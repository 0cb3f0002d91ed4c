use std::time::Duration;

use reqwest::Client;

use crate::error::FetchError;
use crate::retry::retry_with_backoff;
use crate::types::{CatalogRecord, CatalogResponse};

/// HTTP client for the storefront's product-list endpoint.
///
/// The endpoint serves an empty error page to requests without a
/// `Referer` from the shop itself, so every request sends the configured
/// referer. Non-2xx statuses and undecodable bodies surface as typed
/// errors; transient failures (network errors, 5xx) are retried with
/// exponential backoff up to `max_retries` additional attempts.
pub struct CatalogClient {
    client: Client,
    /// Maximum number of retry attempts after the first failure.
    max_retries: u32,
    /// Base delay in seconds for exponential backoff: `backoff_base_secs * 2^attempt`.
    backoff_base_secs: u64,
}

impl CatalogClient {
    /// Creates a `CatalogClient` with configured timeout, `User-Agent`,
    /// and retry policy. Set `max_retries` to `0` to disable retries.
    ///
    /// # Errors
    ///
    /// Returns [`FetchError::Http`] if the underlying `reqwest::Client`
    /// cannot be constructed.
    pub fn new(
        timeout_secs: u64,
        user_agent: &str,
        max_retries: u32,
        backoff_base_secs: u64,
    ) -> Result<Self, FetchError> {
        let client = Client::builder()
            .timeout(Duration::from_secs(timeout_secs))
            .connect_timeout(Duration::from_secs(10))
            .user_agent(user_agent)
            .build()?;
        Ok(Self {
            client,
            max_retries,
            backoff_base_secs,
        })
    }

    /// Fetches the full catalog record list, with automatic retry on
    /// transient errors.
    ///
    /// # Errors
    ///
    /// - [`FetchError::UnexpectedStatus`]: any non-2xx status. 5xx
    ///   statuses are retried before this propagates; 4xx are not.
    /// - [`FetchError::Http`]: network or TLS failure after all retries.
    /// - [`FetchError::Deserialize`]: body is not the expected catalog
    ///   envelope (not retried).
    pub async fn fetch_catalog(
        &self,
        url: &str,
        referer: &str,
    ) -> Result<Vec<CatalogRecord>, FetchError> {
        retry_with_backoff(self.max_retries, self.backoff_base_secs, || async move {
            let response = self
                .client
                .get(url)
                .header(reqwest::header::REFERER, referer)
                .send()
                .await?;
            let status = response.status();

            if !status.is_success() {
                return Err(FetchError::UnexpectedStatus {
                    status: status.as_u16(),
                    url: url.to_owned(),
                });
            }

            let body = response.text().await?;
            let parsed = serde_json::from_str::<CatalogResponse>(&body).map_err(|e| {
                FetchError::Deserialize {
                    context: format!("catalog list from {url}"),
                    source: e,
                }
            })?;

            Ok(parsed.data.list)
        })
        .await
    }
}
//! On-enter rules and bracket indentation heuristics
//!
//! Evaluation order is fixed and first match wins:
//! 1. explicit `onEnterRules`, in configured order
//! 2. open bracket before the caret and its close bracket after it: indent-outdent
//! 3. open bracket before the caret: indent
//!
//! When nothing matches the caller applies its own default indentation.

use log::{trace, warn};
use fancy_regex::Regex;
use serde::{Deserialize, Serialize};

use crate::bracket::{BracketPair, ProcessedBracketPair};
use crate::document::Document;
use crate::error::LanguageConfigResult;
use crate::regex_utils::{compile_with_flags, find_in};

/// Indentation behavior applied on Enter
#[derive(Debug, Clone, Copy, PartialEq, Eq, Hash, Serialize, Deserialize)]
#[serde(rename_all = "camelCase")]
pub enum IndentAction {
    /// Keep the current indentation
    None,
    /// Indent the new line one level
    Indent,
    /// Indent the new line and put the text after the caret on a line of its own
    IndentOutdent,
    /// Outdent the new line one level
    Outdent,
}

/// Action attached to an on-enter rule
#[derive(Debug, Clone, PartialEq, Eq, Serialize, Deserialize)]
#[serde(rename_all = "camelCase")]
pub struct EnterAction {
    #[serde(rename = "indent")]
    pub indent_action: IndentAction,
    /// Text appended after the indentation of the new line
    #[serde(default, skip_serializing_if = "Option::is_none")]
    pub append_text: Option<String>,
    /// Number of indentation characters removed from the new line
    #[serde(default, skip_serializing_if = "Option::is_none")]
    pub remove_text: Option<usize>,
}

impl EnterAction {
    pub fn new(indent_action: IndentAction) -> Self {
        Self {
            indent_action,
            append_text: None,
            remove_text: None,
        }
    }

    pub fn with_append_text(mut self, text: impl Into<String>) -> Self {
        self.append_text = Some(text.into());
        self
    }

    pub fn with_remove_text(mut self, count: usize) -> Self {
        self.remove_text = Some(count);
        self
    }
}

/// An enter action with the caret line's indentation filled in
#[derive(Debug, Clone, PartialEq, Eq)]
pub struct ResolvedEnterAction {
    pub indent_action: IndentAction,
    pub append_text: String,
    pub remove_text: Option<usize>,
    pub indentation: String,
}

impl ResolvedEnterAction {
    /// Fills in defaults the way the enter action is applied.
    ///
    /// A missing `append_text` becomes one tab for `Indent` and
    /// `IndentOutdent`; an explicit one on `Indent` is prefixed with a tab.
    /// `remove_text` trims the end of `indentation`.
    pub fn new(action: &EnterAction, indentation: &str) -> Self {
        let append_text = match (&action.append_text, action.indent_action) {
            (None, IndentAction::Indent | IndentAction::IndentOutdent) => "\t".to_string(),
            (None, _) => String::new(),
            (Some(text), IndentAction::Indent) => format!("\t{text}"),
            (Some(text), _) => text.clone(),
        };
        let keep = indentation
            .chars()
            .count()
            .saturating_sub(action.remove_text.unwrap_or(0));
        Self {
            indent_action: action.indent_action,
            append_text,
            remove_text: action.remove_text,
            indentation: indentation.chars().take(keep).collect(),
        }
    }
}

/// A single entry of `onEnterRules`.
///
/// `before_text` must find a match in the text before the caret; the
/// optional patterns must also find a match in their inputs. Patterns are
/// used exactly as authored.
#[derive(Debug, Clone)]
pub struct OnEnterRule {
    before_text: Regex,
    after_text: Option<Regex>,
    previous_line_text: Option<Regex>,
    action: EnterAction,
}

impl OnEnterRule {
    pub fn new(before_text: Regex, action: EnterAction) -> Self {
        Self {
            before_text,
            after_text: None,
            previous_line_text: None,
            action,
        }
    }

    /// Compiles a rule from pattern strings
    pub fn from_patterns(
        before_text: &str,
        after_text: Option<&str>,
        previous_line_text: Option<&str>,
        action: EnterAction,
    ) -> LanguageConfigResult<Self> {
        let compile = |pattern: &str| compile_with_flags(pattern, "");
        Ok(Self {
            before_text: compile(before_text)?,
            after_text: after_text.map(compile).transpose()?,
            previous_line_text: previous_line_text.map(compile).transpose()?,
            action,
        })
    }

    pub fn with_after_text(mut self, pattern: Regex) -> Self {
        self.after_text = Some(pattern);
        self
    }

    pub fn with_previous_line_text(mut self, pattern: Regex) -> Self {
        self.previous_line_text = Some(pattern);
        self
    }

    pub fn action(&self) -> &EnterAction {
        &self.action
    }

    fn matches(&self, previous_line_text: &str, before_enter_text: &str, after_enter_text: &str) -> bool {
        find_in(&self.before_text, before_enter_text)
            && self
                .after_text
                .as_ref()
                .is_none_or(|re| find_in(re, after_enter_text))
            && self
                .previous_line_text
                .as_ref()
                .is_none_or(|re| find_in(re, previous_line_text))
    }
}

/// Decides the enter action for one language
#[derive(Debug, Clone)]
pub struct EnterRuleEngine {
    brackets: Vec<ProcessedBracketPair>,
    rules: Vec<OnEnterRule>,
}

impl EnterRuleEngine {
    /// Builds the engine; `None` brackets means `()`, `{}` and `[]`
    pub fn new(brackets: Option<&[BracketPair]>, rules: Vec<OnEnterRule>) -> Self {
        let defaults;
        let brackets = match brackets {
            Some(brackets) => brackets,
            None => {
                defaults = BracketPair::defaults();
                &defaults
            }
        };
        let brackets = brackets
            .iter()
            .filter_map(|pair| match ProcessedBracketPair::new(pair) {
                Ok(processed) => Some(processed),
                Err(err) => {
                    warn!(target: "language_config::on_enter", "skipping bracket pair {pair:?}: {err}");
                    None
                }
            })
            .collect();
        Self { brackets, rules }
    }

    pub fn rules(&self) -> &[OnEnterRule] {
        &self.rules
    }

    /// Enter action for the given text snapshots, or `None` to fall back
    pub fn decide(
        &self,
        previous_line_text: &str,
        before_enter_text: &str,
        after_enter_text: &str,
    ) -> Option<EnterAction> {
        if let Some(rule) = self
            .rules
            .iter()
            .find(|rule| rule.matches(previous_line_text, before_enter_text, after_enter_text))
        {
            trace!(target: "language_config::on_enter", "rule matched: {:?}", rule.action);
            return Some(rule.action.clone());
        }

        if !before_enter_text.is_empty() && !after_enter_text.is_empty() {
            let between = self.brackets.iter().any(|bracket| {
                bracket.match_open(before_enter_text) && bracket.match_close(after_enter_text)
            });
            if between {
                trace!(target: "language_config::on_enter", "caret between brackets");
                return Some(EnterAction::new(IndentAction::IndentOutdent));
            }
        }

        if !before_enter_text.is_empty()
            && self
                .brackets
                .iter()
                .any(|bracket| bracket.match_open(before_enter_text))
        {
            trace!(target: "language_config::on_enter", "caret after open bracket");
            return Some(EnterAction::new(IndentAction::Indent));
        }

        None
    }

    /// Derives the enter snapshots at `offset` and resolves the action
    pub fn resolve(
        &self,
        document: &Document<'_>,
        offset: usize,
    ) -> LanguageConfigResult<Option<ResolvedEnterAction>> {
        let row = document.line_of_offset(offset)?;
        let (before_enter_text, after_enter_text) = document.split_line_at(offset)?;
        let previous_line_text = match row {
            0 => "",
            _ => document.line_text(row - 1).unwrap_or_default(),
        };
        let indentation = document.leading_whitespace_at(offset)?;

        Ok(self
            .decide(previous_line_text, before_enter_text, after_enter_text)
            .map(|action| ResolvedEnterAction::new(&action, indentation)))
    }
}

◆ What is expected: Among the entries, count the lines that hold "network". Reply with the count only.

◆ Result for this task: 2